Similar to adiponectin, HGF is an adipokine with anti-apoptotic and antifibrotic effects on the liver. HGF was discovered in late 1980s as a unique protein that promotes hepatocyte proliferation and liver regeneration.21,22 Later on it was shown that HGF is produced by mesenchymal cells during injury and plays an important role in the regeneration of various organs.14,23,24 The mature form of HGF is a heparin-binding, heterodimeric glycoprotein consisting of α and β chains held together by a disulfide bond. Interaction between activated HGF and its specific receptor, c-met, which is a proto-oncogene with tyrosine kinase activity, initiates intracellular signal pathways for regeneration and repair. HGF stimulates cell division, motility, angiogenesis, and normal morphogenesis in epithelial cells adjacent to injured tissue.24-26 HGF also abrogates Fas-induced massive liver apoptosis and lethal hepatic failure by inducing Bcl-xL expression, with subsequent blockage of a Fas-mediated signaling pathway upstream of CPP32 in the liver. The HGF transgene markedly increases the survival rate of hepatocytes against CCl4, suggesting that HGF has an inhibitory effect on Fas-mediated apoptosis.27,28 Additionally, HGF is an intrinsic antifibrotic factor that directly antagonizes the main profibrotic factor TGF-β1.14,29 Although HGF is a novel therapeutic agent in acute liver failure and chronic fibrotic liver diseases, there are concerns about the long-term administration of HGF due to the promitogenic property of HGF and possible malignant development.15,24,29

In addition to liver disease, serum HGF levels are strongly associated with several components of MS. Serum HGF concentrations are elevated in obesity and the elevation is much higher in morbidly obese patients.20,30 The serum HGF level is also increased in hypertensive women and hormone replacement therapy decreases the serum levels of HGF, independent of blood pressure changes.31 Recently, Hiratsuka et al. performed a cohort study including 1,474 participants from seven countries. All of the components of MS were significantly related to serum levels of HGF in univariate analysis. The association with HGF kept its significance for waist circumference, HDL, and liver enzymes, independent of each other in multiple stepwise regression analysis. Furthermore, HGF increased in proportion to the accumulation of the components of MS.17 Because of the strong association between MS and HGF, it would have been interesting to know whether the presence of IR in addition to MS had an additional effect on HGF if IR had also been investigated by Hiratsuka et al. Our study did not reveal an association between HGF and MS nor IR among NASH patients. This may have been due to the small number of patients with MS or IR included in the study. Additionally, the increase in serum levels of HGF among patients compared to controls was not statistically significant. This might be due to high standard deviation in NASH group. The severity of underling liver disease or components of MS might cause to the wide range of HGF levels in the patients.
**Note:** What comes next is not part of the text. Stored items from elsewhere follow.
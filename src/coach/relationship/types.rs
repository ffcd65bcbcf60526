//! 关系 API DTO 以及“添加关系”表单

use crate::coach::relationship::models::{
    PartnerPreferences, PartnerProfile, Relationship, RelationshipType,
};
use crate::coach::serialization::deserialize_vec_skip_invalid;
use crate::coach::types::normalize_choice;
use serde::{Deserialize, Serialize};

/// 创建关系请求（POST /api/relationships）
#[derive(Debug, Clone, Serialize)]
pub struct CreateRelationshipRequest {
    pub user_id: String,
    pub relationship_type: RelationshipType,
    pub partner_profile: PartnerProfile,
}

/// 关系列表响应（无法识别的关系记录被跳过，不影响其余记录）
#[derive(Debug, Clone, Deserialize)]
pub struct RelationshipsResp {
    #[serde(default, deserialize_with = "deserialize_vec_skip_invalid")]
    pub relationships: Vec<Relationship>,
}

/// 添加关系表单
#[derive(Debug, Clone)]
pub struct RelationshipForm {
    pub relationship_type: RelationshipType,
    pub partner_name: String,
    pub personality_type: Option<String>,
    pub love_language: Option<String>,
    pub communication_style: Option<String>,
    /// 逗号分隔的兴趣列表
    pub interests: String,
    pub preferences: PartnerPreferences,
}

impl RelationshipForm {
    pub fn new(relationship_type: RelationshipType, partner_name: impl Into<String>) -> Self {
        Self {
            relationship_type,
            partner_name: partner_name.into(),
            personality_type: None,
            love_language: None,
            communication_style: None,
            interests: String::new(),
            preferences: PartnerPreferences::default(),
        }
    }

    /// 转换为伴侣档案；名字为空时返回 None
    pub fn partner_profile(&self) -> Option<PartnerProfile> {
        let name = self.partner_name.trim();
        if name.is_empty() {
            return None;
        }
        Some(PartnerProfile {
            name: name.to_string(),
            personality_type: normalize_choice(self.personality_type.clone()),
            love_language: normalize_choice(self.love_language.clone()),
            communication_style: normalize_choice(self.communication_style.clone()),
            interests: parse_interests(&self.interests),
            preferences: Some(self.preferences.clone()).filter(|p| !p.is_empty()),
        })
    }

    pub fn into_request(self, user_id: &str) -> Option<CreateRelationshipRequest> {
        let partner_profile = self.partner_profile()?;
        Some(CreateRelationshipRequest {
            user_id: user_id.to_string(),
            relationship_type: self.relationship_type,
            partner_profile,
        })
    }
}

/// 解析逗号分隔的兴趣，去掉空白项
pub fn parse_interests(raw: &str) -> Vec<String> {
    raw.split(',')
        .map(str::trim)
        .filter(|s| !s.is_empty())
        .map(str::to_string)
        .collect()
}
In summary, HGF is not only an antiapoptotic and antifibrotic factor of the liver, but it is also an adipokine. Serum HGF levels are strongly associated with IR and all components of MS. Although NASH is accepted as the hepatic manifestation of MS, serum HGF levels in patients with NASH have not, to the best of our knowledge, been previously studied. The present study revealed that serum levels of HGF increase in NASH, although statistical significance couldn’t be demonstrated. IR and MS are the most specific findings of NASH, and HGF might be the possible messenger of the disease between adipocytes and hepatocytes. Therefore, extended studies including more patients with MS-associated NASH are needed to determine more precisely the role of HGF in the pathogenesis of NASH.